O votado do feito de panela não fica proibido senão do feito que ferve nela. Disse: konam, o que desce à panela que eu não provo, fica proibido em tudo o que se cozinha na panela. — A mishná ensina que "feito de panela" é uma expressão técnica que designa, na linguagem corrente, especificamente os pratos de cereal fervido — sêmola, trigo triturado e similares — e não qualquer alimento que por acaso passe pela panela; por isso o votado desse termo específico permanece livre para comer outros alimentos cozidos na mesma panela, desde que não sejam esse tipo de prato. Já quem formula o voto de modo diferente, dizendo "o que desce à panela", usa uma expressão mais ampla e descritiva, que não aponta para um prato determinado mas para o próprio ato de ser cozido dentro da panela — e por isso essa formulação abrange indiscriminadamente tudo o que nela se prepara, qualquer que seja o alimento.
A distinção entre um prato preparado de forma específica na panela e o simples ato de cozinhar remete à minchá — a oferenda de cereal — preparada precisamente "na panela", uma das formas mencionadas na Torá.
A Torá já distingue, entre as ofertas de cereal, aquela preparada especificamente "na panela funda" — a marchéshet — como uma categoria própria e nomeada, distinta da assada no forno ou na frigideira rasa. Essa mesma sensibilidade para o modo específico de preparo dentro de um utensílio determinado é o que a mishná aplica à linguagem dos votos: assim como a Torá reconhece a minchá de panela como um prato técnico e delimitado, e não qualquer alimento que tenha passado por uma panela, o votado do "feito de panela" está vinculado apenas àquele preparo técnico específico — o cereal fervido — e não a tudo que nela se cozinhe. Já a formulação "o que desce à panela" abandona esse recorte técnico e volta-se ao próprio recipiente, abrangendo por isso qualquer alimento que nele seja imerso.

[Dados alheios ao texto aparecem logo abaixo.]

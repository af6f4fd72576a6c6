// src/announcer_client.rs
//
// Spectator client that reads out tombola winners as they appear.
//
// Features:
// - Polls the game node in the realtime store and diffs the winners
// - Speaks each new winner through an external TTS program or the console
// - Optional number calls, sound cues and terminal confetti
//
// Interactive Controls:
// - m: mute / unmute
// - ESC, q or Ctrl+C: exit
//
// CLI Options:
// - --gameid: Game ID to follow (default from config, or the only game in the store)
// - --config: Configuration file (default conf/announcer.conf)
// - --mute: Start muted
// - --once: Announce every current winner once and exit (implies --backlog)
// - --backlog: Also announce winners already present when joining
// - --console: Print announcements instead of using the speech program
// - --log-level: Override the configured log level
// - --listgames: List games in the store and exit

use std::error::Error;
use std::io::IsTerminal;
use std::sync::atomic::{AtomicBool, Ordering};
use std::sync::Arc;
use std::time::Duration;

use clap::Parser;
use tokio::sync::mpsc;

use tombola_announcer::announcer::Announcer;
use tombola_announcer::celebration::{Celebration, NoCelebration, TerminalConfetti};
use tombola_announcer::config::{AnnouncerConfig, DEFAULT_CONFIG_PATH};
use tombola_announcer::dispatcher::AnnouncementDispatcher;
use tombola_announcer::feed::{FeedError, GameFeed};
use tombola_announcer::logging;
use tombola_announcer::player::{AnnouncementPlayer, SoundEffects, SpeechEngine};
use tombola_announcer::speech::{program_on_path, CommandSpeech, ConsoleSpeech, SilentSounds, TerminalBell};
use tombola_announcer::terminal::{self, KeyAction};

#[derive(Parser)]
#[command(name = env!("CARGO_BIN_NAME"))]
#[command(about = "Tombola Announcer - Read out winners as they happen")]
#[command(version = env!("CARGO_PKG_VERSION"))]
struct Args {
    /// Game ID to follow
    #[arg(long)]
    gameid: Option<String>,

    /// Configuration file
    #[arg(long, default_value = DEFAULT_CONFIG_PATH)]
    config: String,

    /// Start muted
    #[arg(long)]
    mute: bool,

    /// Announce every current winner once and exit (implies --backlog)
    #[arg(long)]
    once: bool,

    /// Announce winners already present when joining
    #[arg(long)]
    backlog: bool,

    /// Print announcements instead of speaking them
    #[arg(long)]
    console: bool,

    /// Log level (error, warn, info, debug, trace)
    #[arg(long)]
    log_level: Option<String>,

    /// List games in the store and exit
    #[arg(long)]
    listgames: bool,
}

fn build_speech(config: &AnnouncerConfig, console: bool) -> Arc<dyn SpeechEngine> {
    if console {
        return Arc::new(ConsoleSpeech::default());
    }
    if program_on_path(&config.speech_program) {
        Arc::new(CommandSpeech::new(&config.speech_program, config.speech_args.clone(), Vec::new()))
    } else {
        log::warn!(
            "Speech program '{}' not found, printing announcements instead",
            config.speech_program
        );
        Arc::new(ConsoleSpeech::default())
    }
}

fn build_announcer(config: &AnnouncerConfig, console: bool) -> Announcer {
    let interactive = std::io::stdout().is_terminal();

    let speech = build_speech(config, console);
    let sounds: Arc<dyn SoundEffects> = if interactive { Arc::new(TerminalBell) } else { Arc::new(SilentSounds) };
    let celebration: Arc<dyn Celebration> = if interactive {
        Arc::new(TerminalConfetti::default())
    } else {
        Arc::new(NoCelebration)
    };

    let player = Arc::new(AnnouncementPlayer::new(speech, sounds, config.player_settings()));
    let dispatcher = AnnouncementDispatcher::from_entropy_seed(config.inter_announcement_delay());
    Announcer::new(player, dispatcher, celebration, config.announce_numbers)
}

/// Whether winners present on the first read are announced
fn announces_backlog(args: &Args, config: &AnnouncerConfig) -> bool {
    args.backlog || args.once || config.announce_backlog
}

/// Pick the game to follow: explicit id, else the only game in the store
async fn discover_game_id(feed: &GameFeed, requested: Option<String>) -> Result<String, Box<dyn Error>> {
    if let Some(game_id) = requested {
        return Ok(game_id);
    }
    let games = feed.list_games().await?;
    match games.as_slice() {
        [] => Err("No games found in the store".into()),
        [only] => Ok(only.clone()),
        _ => Err(format!("Several games found ({}), pick one with --gameid", games.join(", ")).into()),
    }
}

async fn list_games(feed: &GameFeed) -> Result<(), Box<dyn Error>> {
    let games = feed.list_games().await?;
    if games.is_empty() {
        println!("No games found.");
    } else {
        println!("Available games:");
        for game_id in games {
            println!("  {game_id}");
        }
    }
    Ok(())
}

async fn run(args: Args, config: AnnouncerConfig) -> Result<(), Box<dyn Error>> {
    let feed = GameFeed::new(&config)?;

    if args.listgames {
        return list_games(&feed).await;
    }

    feed.test_connection().await?;
    let game_id = discover_game_id(&feed, args.gameid.clone().or_else(|| config.game_id.clone())).await?;
    println!("🎮 Following game ID: {game_id}");

    let mut announcer = build_announcer(&config, args.console);
    if args.mute || config.muted {
        announcer.queue().mute();
    }

    // First read: decide what counts as backlog
    let state = feed.fetch_state(&game_id).await?;
    terminal::show_on_terminal(&game_id, &state, announcer.queue().is_muted());
    if announces_backlog(&args, &config) {
        let events = announcer.on_game_state(state);
        terminal::print_winners(&events);
    } else {
        announcer.prime(&state);
    }

    if args.once {
        announcer.queue().wait_idle().await;
        announcer.shutdown().await;
        return Ok(());
    }

    let (key_tx, mut key_rx) = mpsc::unbounded_channel();
    let stop_keys = Arc::new(AtomicBool::new(false));
    let key_reader = terminal::spawn_key_reader(key_tx, stop_keys.clone());

    terminal::emit(&format!("🔄 Monitoring game (polling every {} seconds)...", config.poll_interval));
    let mut ticker = tokio::time::interval(Duration::from_secs(config.poll_interval));
    // The first tick completes immediately and the state was just read
    ticker.tick().await;

    loop {
        tokio::select! {
            _ = ticker.tick() => {
                match feed.fetch_state(&game_id).await {
                    Ok(state) => {
                        let events = announcer.on_game_state(state);
                        terminal::print_winners(&events);
                    }
                    Err(FeedError::GameNotFound(id)) => {
                        log::warn!("Game '{id}' is gone from the store");
                    }
                    Err(e) => {
                        log::warn!("Failed to read game state: {e}");
                    }
                }
            }
            Some(action) = key_rx.recv() => {
                match action {
                    KeyAction::ToggleMute => {
                        if announcer.toggle_mute() {
                            terminal::emit("🔇 Announcements muted");
                        } else {
                            terminal::emit("🔊 Announcements on");
                        }
                    }
                    KeyAction::Exit => break,
                    KeyAction::None => {}
                }
            }
            _ = tokio::signal::ctrl_c() => break,
        }
    }

    terminal::emit("Exiting the announcer.");
    stop_keys.store(true, Ordering::Relaxed);
    announcer.shutdown().await;
    if let Some(handle) = key_reader {
        let _ = handle.await;
    }
    Ok(())
}

#[tokio::main]
async fn main() {
    let args = Args::parse();

    // Installed before the config is read so its load messages show up
    logging::init(args.log_level.as_deref().unwrap_or("info"));
    let mut config = AnnouncerConfig::load_from_or_default(&args.config);
    if let Some(level) = &args.log_level {
        config.log_level = level.clone();
    }
    logging::init(&config.log_level);

    println!("🚀 Tombola Announcer Starting...");

    if let Err(e) = run(args, config).await {
        eprintln!("❌ {e}");
        std::process::exit(1);
    }
}

#[cfg(test)]
mod tests {
    use super::*;

    fn args(cli: &[&str]) -> Args {
        Args::parse_from(std::iter::once("tombola-announcer").chain(cli.iter().copied()))
    }

    #[test]
    fn test_once_announces_current_winners() {
        let config = AnnouncerConfig::default();
        assert!(announces_backlog(&args(&["--once"]), &config));
        assert!(announces_backlog(&args(&["--backlog"]), &config));
        assert!(!announces_backlog(&args(&[]), &config));
    }

    #[test]
    fn test_config_can_enable_backlog() {
        let config = AnnouncerConfig { announce_backlog: true, ..AnnouncerConfig::default() };
        assert!(announces_backlog(&args(&["--gameid", "g1"]), &config));
    }

    #[test]
    fn test_args_defaults() {
        let parsed = args(&["--log-level", "debug"]);
        assert_eq!(parsed.config, DEFAULT_CONFIG_PATH);
        assert_eq!(parsed.log_level.as_deref(), Some("debug"));
        assert!(parsed.gameid.is_none());
    }
}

Sem citação direta correspondente na Mishné Torá, Bartenura resume o princípio geral do capítulo — de que a linguagem local determina o alcance do voto — como fundamento explícito desta halachá.
Na ausência de uma citação direta correspondente na Mishné Torá para este caso específico, Bartenura resume aqui o princípio jurídico geral que rege toda a série de mishnayot do Perek Vav: em matéria de votos, segue-se a linguagem dos homens conforme o tempo e o lugar do votado. Bartenura acrescenta uma regra prática importante para os casos de ambiguidade real: se numa mesma localidade parte das pessoas usa um termo de um modo e parte de outro, não se decide pela maioria como em outras áreas da halachá — trata-se, nesse caso, de dúvida genuína sobre o alcance do voto, e toda dúvida em matéria de votos deve ser resolvida com rigor, na direção da proibição.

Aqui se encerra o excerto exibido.